Pull out every line with the word "warn" from the entries below.

(Data for the task begins)

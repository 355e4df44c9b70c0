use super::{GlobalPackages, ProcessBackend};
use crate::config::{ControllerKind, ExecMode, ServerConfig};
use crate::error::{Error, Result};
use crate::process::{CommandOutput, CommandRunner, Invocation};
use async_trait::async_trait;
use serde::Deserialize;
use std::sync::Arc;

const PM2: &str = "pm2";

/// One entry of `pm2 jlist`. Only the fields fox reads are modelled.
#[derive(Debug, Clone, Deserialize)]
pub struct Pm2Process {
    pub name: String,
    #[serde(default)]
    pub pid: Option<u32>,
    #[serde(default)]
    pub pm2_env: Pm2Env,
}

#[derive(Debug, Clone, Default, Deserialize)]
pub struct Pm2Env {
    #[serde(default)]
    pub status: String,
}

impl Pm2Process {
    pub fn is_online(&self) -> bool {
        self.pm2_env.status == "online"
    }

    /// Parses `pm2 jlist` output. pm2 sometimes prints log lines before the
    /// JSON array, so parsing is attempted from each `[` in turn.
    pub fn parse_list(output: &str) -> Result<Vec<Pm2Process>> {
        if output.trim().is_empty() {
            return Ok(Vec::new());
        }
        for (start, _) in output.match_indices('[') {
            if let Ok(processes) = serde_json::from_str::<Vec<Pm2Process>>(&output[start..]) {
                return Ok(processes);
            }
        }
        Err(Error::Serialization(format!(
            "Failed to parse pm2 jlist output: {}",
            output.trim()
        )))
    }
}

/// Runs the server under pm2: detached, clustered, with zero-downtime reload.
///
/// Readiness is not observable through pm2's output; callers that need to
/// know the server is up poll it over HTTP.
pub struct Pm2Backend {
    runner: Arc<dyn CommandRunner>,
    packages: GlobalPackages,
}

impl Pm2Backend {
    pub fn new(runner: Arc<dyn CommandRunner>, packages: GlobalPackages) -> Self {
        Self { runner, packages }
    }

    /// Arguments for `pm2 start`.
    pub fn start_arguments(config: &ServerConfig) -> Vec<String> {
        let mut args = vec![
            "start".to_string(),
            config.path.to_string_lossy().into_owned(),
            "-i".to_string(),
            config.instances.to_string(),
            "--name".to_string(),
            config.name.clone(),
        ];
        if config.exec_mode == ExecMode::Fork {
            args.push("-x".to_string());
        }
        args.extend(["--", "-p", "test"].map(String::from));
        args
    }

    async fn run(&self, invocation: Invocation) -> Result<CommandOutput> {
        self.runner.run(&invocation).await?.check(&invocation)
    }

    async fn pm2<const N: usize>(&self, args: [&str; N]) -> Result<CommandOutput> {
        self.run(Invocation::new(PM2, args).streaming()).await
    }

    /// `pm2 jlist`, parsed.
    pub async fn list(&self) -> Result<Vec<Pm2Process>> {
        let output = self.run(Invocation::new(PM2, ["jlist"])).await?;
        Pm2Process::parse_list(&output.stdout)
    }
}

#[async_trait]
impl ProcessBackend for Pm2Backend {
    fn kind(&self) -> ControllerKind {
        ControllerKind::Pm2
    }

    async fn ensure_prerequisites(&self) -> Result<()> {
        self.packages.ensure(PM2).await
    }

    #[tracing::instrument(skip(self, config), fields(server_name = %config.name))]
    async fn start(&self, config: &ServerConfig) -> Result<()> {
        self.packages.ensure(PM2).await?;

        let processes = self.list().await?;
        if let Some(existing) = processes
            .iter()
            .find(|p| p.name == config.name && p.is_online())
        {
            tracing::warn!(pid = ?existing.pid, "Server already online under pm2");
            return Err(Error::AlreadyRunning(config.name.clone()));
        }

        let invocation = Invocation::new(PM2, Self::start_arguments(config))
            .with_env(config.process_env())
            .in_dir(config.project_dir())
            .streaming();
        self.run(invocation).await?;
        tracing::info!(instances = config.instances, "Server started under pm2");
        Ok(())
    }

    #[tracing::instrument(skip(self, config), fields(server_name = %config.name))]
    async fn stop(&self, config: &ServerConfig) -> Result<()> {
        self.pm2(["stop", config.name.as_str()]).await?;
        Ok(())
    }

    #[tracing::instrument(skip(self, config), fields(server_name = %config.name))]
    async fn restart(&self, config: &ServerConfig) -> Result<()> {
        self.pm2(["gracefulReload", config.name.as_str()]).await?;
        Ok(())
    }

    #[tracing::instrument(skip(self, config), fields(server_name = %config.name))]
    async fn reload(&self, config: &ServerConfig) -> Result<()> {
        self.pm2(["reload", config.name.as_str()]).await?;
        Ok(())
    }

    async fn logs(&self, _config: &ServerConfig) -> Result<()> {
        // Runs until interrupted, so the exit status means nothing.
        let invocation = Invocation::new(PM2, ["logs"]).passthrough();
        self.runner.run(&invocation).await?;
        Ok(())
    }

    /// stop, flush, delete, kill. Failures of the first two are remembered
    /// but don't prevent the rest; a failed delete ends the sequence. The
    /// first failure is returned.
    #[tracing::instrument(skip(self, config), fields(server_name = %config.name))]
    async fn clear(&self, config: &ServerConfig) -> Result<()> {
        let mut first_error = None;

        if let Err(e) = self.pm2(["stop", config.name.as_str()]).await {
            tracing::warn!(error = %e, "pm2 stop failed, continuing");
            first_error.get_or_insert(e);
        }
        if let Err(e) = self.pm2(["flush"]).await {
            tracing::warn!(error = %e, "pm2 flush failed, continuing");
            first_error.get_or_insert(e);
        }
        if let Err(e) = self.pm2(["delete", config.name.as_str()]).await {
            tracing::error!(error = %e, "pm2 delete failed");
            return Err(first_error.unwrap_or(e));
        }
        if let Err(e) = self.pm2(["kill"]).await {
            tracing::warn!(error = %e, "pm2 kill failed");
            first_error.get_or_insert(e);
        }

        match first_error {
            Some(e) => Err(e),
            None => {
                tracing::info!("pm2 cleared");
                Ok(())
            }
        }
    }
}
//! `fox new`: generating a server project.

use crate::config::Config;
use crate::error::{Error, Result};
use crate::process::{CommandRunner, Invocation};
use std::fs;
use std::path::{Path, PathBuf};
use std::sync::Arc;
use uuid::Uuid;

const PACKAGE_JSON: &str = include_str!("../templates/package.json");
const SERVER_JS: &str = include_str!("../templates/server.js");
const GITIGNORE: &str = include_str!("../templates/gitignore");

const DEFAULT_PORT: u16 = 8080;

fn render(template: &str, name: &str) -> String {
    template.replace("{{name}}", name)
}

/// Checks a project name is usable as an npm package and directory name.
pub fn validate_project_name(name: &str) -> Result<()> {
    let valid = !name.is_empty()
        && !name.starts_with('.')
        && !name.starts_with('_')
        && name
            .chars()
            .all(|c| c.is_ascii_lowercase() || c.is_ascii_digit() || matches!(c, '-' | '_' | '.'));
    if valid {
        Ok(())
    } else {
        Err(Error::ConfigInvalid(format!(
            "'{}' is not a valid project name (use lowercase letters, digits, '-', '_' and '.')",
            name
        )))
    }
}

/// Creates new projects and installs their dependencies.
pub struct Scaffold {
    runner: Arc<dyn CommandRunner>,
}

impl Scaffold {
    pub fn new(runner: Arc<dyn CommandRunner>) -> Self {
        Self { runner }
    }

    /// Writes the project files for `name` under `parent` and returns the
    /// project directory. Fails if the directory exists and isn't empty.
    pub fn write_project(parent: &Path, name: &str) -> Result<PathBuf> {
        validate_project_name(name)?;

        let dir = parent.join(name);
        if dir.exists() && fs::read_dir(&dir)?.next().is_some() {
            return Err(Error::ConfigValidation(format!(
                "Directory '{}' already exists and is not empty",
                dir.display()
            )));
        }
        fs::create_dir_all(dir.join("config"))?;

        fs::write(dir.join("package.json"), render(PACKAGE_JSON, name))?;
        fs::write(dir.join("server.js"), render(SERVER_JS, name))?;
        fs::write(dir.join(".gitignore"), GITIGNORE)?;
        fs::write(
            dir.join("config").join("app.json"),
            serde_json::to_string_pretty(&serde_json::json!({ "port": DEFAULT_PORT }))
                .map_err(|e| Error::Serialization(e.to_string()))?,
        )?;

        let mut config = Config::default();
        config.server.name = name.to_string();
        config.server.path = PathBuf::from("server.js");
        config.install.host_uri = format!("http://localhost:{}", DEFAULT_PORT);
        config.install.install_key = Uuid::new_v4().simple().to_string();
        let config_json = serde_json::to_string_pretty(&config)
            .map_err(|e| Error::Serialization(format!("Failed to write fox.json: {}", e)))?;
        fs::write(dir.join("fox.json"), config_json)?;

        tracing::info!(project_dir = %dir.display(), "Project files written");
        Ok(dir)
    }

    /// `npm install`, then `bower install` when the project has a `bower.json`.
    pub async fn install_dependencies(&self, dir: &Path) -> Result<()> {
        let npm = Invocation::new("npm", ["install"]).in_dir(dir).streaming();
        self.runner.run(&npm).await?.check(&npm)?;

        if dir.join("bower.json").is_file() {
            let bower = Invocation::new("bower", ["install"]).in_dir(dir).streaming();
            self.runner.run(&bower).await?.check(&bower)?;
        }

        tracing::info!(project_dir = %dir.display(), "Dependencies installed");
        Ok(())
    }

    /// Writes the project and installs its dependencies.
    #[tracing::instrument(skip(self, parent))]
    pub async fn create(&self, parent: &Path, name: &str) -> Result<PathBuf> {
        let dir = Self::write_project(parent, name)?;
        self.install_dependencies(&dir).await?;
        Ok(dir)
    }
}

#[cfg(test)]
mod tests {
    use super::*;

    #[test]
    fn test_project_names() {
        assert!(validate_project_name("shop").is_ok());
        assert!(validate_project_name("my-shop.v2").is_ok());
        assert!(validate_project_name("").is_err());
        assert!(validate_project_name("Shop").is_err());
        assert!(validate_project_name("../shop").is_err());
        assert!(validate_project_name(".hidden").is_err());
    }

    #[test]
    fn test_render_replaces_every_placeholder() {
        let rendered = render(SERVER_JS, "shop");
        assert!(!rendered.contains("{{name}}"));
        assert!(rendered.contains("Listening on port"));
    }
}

(Data for the task ends)

Written response:
            tracing::warn!(pid = ?existing.pid, "Server already online under pm2");
            tracing::warn!(error = %e, "pm2 stop failed, continuing");
            tracing::warn!(error = %e, "pm2 flush failed, continuing");
            tracing::warn!(error = %e, "pm2 kill failed");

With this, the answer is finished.